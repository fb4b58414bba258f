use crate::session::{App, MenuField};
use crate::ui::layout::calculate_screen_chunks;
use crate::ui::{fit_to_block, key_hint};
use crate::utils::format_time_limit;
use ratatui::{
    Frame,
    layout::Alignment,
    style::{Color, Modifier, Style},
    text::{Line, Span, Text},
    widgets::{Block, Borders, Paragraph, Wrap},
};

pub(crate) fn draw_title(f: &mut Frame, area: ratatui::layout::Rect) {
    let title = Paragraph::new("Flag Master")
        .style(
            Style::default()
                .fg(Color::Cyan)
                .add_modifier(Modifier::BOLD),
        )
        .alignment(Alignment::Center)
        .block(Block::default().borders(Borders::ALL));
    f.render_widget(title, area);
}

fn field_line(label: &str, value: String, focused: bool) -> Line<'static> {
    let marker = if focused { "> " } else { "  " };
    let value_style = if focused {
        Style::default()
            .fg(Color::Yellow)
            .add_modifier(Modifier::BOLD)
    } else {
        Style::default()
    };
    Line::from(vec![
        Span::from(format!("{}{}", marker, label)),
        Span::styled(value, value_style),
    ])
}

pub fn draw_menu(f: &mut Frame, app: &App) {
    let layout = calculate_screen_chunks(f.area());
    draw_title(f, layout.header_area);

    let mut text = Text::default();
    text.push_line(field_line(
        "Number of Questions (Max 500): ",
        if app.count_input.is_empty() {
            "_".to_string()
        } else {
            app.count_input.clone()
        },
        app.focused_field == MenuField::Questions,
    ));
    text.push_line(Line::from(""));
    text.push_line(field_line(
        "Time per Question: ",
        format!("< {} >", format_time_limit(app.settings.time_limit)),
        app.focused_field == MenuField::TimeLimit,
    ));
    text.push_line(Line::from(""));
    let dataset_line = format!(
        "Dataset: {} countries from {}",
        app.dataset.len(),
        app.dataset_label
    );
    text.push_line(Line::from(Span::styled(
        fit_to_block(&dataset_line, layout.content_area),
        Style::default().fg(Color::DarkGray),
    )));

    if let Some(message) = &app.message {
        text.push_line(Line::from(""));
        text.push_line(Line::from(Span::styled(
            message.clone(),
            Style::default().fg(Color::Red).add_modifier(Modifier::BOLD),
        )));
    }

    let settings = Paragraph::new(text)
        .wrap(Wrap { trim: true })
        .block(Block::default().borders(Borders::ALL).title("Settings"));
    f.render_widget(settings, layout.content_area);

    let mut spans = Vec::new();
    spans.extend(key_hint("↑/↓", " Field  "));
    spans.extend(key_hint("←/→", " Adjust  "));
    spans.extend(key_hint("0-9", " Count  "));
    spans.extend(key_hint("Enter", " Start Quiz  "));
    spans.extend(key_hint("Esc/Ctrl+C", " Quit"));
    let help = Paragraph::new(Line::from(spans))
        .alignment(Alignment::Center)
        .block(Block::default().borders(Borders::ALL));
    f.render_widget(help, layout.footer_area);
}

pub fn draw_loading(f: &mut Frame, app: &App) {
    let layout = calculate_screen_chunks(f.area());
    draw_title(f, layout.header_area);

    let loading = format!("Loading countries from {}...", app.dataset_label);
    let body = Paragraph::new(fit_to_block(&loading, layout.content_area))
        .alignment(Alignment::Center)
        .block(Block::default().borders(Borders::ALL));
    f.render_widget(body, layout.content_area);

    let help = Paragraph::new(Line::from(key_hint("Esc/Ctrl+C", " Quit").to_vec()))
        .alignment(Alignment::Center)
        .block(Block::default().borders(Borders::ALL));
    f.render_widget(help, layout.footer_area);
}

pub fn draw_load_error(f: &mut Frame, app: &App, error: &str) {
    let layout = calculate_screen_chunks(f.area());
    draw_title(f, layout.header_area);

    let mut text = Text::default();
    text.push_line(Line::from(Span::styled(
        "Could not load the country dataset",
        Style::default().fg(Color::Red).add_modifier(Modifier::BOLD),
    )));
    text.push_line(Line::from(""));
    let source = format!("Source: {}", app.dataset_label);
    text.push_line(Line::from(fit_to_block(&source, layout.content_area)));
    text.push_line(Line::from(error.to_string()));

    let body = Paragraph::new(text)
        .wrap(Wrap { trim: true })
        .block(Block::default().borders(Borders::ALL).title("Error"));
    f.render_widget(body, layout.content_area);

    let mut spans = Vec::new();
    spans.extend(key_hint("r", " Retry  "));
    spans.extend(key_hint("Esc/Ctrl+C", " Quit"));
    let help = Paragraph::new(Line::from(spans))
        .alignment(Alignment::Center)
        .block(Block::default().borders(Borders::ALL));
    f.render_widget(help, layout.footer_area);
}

= = = = = = =

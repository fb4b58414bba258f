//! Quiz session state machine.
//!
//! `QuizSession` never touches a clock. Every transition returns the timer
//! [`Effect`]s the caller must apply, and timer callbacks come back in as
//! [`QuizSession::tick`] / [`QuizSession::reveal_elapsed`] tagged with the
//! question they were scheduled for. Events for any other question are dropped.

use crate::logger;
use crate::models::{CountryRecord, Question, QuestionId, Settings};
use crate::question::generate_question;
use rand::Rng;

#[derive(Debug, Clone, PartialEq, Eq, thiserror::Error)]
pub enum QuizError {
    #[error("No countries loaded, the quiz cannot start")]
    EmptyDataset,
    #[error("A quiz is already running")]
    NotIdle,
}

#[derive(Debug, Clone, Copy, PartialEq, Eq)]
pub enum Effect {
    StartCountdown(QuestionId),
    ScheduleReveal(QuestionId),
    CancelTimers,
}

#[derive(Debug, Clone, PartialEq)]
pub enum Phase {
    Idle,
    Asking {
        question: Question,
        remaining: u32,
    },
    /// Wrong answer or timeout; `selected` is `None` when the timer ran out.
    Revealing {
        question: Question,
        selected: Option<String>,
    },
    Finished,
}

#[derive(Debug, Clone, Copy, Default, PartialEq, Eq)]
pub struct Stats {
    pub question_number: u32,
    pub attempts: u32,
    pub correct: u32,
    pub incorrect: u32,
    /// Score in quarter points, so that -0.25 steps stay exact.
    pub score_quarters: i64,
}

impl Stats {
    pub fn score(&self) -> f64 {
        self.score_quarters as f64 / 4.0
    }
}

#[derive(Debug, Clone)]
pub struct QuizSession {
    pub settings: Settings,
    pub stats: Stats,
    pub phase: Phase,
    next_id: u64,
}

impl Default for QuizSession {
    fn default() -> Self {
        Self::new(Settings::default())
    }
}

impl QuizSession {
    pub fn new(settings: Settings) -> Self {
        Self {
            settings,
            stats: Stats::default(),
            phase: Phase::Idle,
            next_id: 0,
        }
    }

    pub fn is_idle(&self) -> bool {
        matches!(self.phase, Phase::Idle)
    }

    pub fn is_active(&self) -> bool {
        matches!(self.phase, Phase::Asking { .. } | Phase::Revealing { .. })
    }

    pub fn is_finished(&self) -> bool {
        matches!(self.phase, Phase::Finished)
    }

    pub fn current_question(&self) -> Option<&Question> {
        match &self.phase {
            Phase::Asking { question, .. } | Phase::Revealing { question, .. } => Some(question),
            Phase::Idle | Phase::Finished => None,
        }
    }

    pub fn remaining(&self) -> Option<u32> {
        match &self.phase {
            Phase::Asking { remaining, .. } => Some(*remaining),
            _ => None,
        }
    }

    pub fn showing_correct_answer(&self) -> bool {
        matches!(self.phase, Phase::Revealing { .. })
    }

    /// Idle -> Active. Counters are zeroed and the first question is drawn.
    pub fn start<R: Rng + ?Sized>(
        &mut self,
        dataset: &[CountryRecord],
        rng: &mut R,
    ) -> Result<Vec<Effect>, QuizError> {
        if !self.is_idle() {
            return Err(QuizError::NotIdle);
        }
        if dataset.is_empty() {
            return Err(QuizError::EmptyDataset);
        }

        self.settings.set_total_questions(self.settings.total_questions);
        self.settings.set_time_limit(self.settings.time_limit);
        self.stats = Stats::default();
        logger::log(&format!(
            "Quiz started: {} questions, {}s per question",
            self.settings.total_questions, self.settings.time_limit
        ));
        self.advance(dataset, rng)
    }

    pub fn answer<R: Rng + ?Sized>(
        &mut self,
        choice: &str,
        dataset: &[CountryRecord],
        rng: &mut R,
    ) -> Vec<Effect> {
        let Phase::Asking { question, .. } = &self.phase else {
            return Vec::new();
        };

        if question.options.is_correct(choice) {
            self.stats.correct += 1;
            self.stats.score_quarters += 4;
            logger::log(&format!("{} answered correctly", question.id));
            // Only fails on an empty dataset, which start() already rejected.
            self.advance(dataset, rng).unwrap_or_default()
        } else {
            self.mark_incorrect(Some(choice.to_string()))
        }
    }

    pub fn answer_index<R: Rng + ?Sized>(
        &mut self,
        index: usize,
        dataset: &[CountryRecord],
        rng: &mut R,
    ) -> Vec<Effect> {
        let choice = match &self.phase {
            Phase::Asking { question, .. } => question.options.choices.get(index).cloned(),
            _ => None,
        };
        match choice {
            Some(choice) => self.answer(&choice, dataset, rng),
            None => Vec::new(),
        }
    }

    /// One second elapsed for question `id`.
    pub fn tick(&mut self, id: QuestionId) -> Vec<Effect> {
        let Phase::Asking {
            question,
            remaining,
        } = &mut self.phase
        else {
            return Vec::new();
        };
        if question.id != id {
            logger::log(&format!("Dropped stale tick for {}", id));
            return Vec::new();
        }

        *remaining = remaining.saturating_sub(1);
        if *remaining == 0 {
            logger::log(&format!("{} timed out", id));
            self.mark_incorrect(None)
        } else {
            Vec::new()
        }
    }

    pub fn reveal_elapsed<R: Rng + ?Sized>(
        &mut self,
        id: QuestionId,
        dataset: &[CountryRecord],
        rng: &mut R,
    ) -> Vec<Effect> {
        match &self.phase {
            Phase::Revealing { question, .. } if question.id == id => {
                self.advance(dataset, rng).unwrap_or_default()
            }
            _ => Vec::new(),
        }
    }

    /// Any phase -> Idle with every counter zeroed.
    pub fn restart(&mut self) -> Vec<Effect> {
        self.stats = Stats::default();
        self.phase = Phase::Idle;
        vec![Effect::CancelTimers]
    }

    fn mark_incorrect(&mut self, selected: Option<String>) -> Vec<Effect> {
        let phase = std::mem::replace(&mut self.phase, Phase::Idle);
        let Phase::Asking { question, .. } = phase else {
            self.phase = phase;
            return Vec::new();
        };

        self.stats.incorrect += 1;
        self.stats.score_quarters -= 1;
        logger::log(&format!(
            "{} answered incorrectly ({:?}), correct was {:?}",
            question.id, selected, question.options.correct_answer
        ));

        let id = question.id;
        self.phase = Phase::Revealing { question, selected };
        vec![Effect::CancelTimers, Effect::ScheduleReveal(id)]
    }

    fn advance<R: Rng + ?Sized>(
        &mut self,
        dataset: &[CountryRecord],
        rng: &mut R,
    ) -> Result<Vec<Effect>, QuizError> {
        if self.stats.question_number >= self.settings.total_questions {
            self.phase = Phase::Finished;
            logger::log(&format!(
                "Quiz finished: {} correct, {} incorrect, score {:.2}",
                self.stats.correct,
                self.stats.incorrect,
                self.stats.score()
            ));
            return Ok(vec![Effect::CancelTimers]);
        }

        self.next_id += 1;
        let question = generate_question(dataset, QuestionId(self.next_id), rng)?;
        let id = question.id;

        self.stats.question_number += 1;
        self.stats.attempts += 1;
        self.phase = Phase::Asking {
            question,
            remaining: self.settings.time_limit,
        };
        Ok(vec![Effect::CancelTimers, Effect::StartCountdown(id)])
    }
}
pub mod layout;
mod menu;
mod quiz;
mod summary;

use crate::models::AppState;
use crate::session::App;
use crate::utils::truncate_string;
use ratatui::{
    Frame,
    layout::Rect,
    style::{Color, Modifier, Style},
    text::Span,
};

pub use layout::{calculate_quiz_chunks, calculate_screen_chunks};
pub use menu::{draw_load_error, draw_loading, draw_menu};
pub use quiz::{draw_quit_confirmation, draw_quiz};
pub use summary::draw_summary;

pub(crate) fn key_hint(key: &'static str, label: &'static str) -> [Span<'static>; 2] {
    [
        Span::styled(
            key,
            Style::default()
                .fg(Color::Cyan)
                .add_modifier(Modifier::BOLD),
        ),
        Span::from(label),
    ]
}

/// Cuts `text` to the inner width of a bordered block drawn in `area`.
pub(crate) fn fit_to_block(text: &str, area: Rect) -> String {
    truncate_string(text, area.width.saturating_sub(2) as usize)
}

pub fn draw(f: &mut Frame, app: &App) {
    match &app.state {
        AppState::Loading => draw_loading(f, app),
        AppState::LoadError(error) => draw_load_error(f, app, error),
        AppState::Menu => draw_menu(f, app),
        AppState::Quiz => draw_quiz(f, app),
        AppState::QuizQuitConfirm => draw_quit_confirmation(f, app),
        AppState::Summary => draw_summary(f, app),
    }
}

= = = = = = =

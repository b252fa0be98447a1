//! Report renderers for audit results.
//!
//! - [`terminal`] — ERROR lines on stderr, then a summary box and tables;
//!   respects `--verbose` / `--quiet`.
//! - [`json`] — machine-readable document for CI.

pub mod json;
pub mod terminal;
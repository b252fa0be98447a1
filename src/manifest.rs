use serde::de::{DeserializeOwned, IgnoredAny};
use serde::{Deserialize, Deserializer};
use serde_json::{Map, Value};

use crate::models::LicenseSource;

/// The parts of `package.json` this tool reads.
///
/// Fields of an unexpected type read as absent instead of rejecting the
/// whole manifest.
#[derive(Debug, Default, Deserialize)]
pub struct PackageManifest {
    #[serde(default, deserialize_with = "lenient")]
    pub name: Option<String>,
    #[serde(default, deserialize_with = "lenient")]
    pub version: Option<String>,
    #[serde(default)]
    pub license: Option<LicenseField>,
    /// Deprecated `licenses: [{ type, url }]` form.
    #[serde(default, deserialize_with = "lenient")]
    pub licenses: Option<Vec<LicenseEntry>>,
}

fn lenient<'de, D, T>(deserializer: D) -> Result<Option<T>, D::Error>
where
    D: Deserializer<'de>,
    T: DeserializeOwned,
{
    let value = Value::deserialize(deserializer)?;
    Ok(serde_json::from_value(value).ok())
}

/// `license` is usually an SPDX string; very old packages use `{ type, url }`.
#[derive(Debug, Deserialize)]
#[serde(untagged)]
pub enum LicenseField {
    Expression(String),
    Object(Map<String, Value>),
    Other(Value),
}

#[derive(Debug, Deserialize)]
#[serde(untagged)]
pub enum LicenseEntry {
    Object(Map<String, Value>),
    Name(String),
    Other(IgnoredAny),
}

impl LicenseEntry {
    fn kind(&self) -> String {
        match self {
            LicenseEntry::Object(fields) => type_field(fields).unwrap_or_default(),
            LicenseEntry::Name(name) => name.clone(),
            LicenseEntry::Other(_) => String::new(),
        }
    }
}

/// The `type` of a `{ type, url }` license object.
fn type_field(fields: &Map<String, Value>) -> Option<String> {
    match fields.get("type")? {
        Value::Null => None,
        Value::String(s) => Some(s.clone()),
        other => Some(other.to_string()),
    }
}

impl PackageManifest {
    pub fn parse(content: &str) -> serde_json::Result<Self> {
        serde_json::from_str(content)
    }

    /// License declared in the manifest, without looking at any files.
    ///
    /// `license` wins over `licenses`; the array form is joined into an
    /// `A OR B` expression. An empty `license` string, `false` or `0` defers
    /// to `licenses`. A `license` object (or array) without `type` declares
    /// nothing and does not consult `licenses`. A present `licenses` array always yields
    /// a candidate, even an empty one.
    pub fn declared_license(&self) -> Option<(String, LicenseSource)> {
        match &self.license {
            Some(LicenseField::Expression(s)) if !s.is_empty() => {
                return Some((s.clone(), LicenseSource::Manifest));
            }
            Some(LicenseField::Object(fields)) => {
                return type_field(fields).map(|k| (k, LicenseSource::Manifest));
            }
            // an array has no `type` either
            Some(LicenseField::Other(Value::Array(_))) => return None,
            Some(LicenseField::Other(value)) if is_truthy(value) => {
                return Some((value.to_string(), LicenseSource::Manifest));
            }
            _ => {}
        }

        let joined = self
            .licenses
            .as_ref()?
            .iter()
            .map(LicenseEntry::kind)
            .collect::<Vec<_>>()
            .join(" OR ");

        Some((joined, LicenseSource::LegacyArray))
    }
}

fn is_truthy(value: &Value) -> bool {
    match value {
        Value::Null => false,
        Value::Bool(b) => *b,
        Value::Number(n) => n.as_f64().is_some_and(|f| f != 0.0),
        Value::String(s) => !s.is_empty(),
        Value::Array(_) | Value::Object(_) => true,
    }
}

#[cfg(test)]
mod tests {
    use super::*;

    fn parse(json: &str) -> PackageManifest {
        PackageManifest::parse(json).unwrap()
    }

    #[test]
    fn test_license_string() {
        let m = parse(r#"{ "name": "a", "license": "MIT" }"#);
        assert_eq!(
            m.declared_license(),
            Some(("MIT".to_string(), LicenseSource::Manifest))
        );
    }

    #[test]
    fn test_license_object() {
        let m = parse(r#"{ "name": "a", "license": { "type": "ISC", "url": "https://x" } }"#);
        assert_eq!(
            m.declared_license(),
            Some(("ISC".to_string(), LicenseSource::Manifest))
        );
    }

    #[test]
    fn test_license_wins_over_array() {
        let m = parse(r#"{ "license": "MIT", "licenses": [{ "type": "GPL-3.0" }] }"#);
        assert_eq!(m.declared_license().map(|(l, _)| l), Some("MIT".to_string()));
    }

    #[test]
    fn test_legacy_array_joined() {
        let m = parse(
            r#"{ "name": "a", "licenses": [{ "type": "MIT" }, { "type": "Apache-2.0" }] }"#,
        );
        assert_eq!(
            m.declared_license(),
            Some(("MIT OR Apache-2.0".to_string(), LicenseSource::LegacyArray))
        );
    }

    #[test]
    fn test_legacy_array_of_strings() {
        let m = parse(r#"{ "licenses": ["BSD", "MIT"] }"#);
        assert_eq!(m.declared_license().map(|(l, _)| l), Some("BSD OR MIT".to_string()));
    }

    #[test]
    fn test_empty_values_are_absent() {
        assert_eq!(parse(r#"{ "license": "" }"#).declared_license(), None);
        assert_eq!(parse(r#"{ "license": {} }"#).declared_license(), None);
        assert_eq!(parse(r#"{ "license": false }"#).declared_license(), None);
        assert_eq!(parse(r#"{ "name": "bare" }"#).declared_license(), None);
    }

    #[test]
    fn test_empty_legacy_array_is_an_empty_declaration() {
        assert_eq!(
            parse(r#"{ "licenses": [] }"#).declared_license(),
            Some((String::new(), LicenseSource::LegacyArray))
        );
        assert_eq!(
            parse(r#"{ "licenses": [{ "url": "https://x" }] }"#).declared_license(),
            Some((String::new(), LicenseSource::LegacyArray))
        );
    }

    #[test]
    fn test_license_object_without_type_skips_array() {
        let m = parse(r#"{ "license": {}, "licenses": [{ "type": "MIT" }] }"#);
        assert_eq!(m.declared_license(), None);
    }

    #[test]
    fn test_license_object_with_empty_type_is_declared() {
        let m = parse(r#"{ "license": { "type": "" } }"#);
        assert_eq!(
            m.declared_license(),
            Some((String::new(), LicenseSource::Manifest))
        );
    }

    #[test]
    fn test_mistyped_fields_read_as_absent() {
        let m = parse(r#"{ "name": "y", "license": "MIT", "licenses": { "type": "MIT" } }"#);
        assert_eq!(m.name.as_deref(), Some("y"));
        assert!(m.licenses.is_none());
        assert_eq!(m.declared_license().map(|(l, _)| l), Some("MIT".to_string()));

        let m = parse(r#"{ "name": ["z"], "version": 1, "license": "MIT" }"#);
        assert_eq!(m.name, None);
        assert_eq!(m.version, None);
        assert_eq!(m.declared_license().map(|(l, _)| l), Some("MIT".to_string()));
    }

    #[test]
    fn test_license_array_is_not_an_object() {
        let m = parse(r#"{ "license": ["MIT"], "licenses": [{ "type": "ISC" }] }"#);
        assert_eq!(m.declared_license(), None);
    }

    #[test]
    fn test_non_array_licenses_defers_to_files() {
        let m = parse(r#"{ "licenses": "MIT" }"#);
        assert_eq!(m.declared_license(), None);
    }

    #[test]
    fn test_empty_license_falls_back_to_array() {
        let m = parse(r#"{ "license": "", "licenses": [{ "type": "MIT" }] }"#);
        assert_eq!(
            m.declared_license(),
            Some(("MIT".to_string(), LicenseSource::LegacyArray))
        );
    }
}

= = = = = = =

** TASK GOAL **
Take from the listing above each line in which the string "drawn" is found.

** RESULT OF THE EXERCISE **
    /// Idle -> Active. Counters are zeroed and the first question is drawn.
/// Cuts `text` to the inner width of a bordered block drawn in `area`.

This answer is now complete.